Show every line from the entries that follow which holds the word "None".
=== Record excerpts ===
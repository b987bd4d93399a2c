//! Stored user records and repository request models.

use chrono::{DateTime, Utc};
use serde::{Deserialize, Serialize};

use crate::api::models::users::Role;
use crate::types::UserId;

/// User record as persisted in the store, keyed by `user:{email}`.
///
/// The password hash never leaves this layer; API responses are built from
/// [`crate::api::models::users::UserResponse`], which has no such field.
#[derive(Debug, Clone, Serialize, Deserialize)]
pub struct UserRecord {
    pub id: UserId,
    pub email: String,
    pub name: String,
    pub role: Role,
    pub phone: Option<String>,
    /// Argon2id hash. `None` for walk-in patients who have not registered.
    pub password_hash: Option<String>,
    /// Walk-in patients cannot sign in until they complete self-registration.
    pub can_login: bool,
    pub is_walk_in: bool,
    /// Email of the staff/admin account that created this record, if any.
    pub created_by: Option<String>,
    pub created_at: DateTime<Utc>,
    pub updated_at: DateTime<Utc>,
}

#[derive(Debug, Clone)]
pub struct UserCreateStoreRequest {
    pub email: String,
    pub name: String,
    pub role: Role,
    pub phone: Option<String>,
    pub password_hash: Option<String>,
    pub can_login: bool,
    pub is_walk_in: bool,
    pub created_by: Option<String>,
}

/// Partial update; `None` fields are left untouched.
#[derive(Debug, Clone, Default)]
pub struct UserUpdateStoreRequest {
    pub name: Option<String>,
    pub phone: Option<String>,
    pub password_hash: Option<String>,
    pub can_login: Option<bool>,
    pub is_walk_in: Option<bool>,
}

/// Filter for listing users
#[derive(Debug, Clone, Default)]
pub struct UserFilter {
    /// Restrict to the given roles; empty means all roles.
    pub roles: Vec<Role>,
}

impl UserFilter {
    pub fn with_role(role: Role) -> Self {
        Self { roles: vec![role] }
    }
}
===
> [Solution for this task]
    /// Argon2id hash. `None` for walk-in patients who have not registered.
/// Partial update; `None` fields are left untouched.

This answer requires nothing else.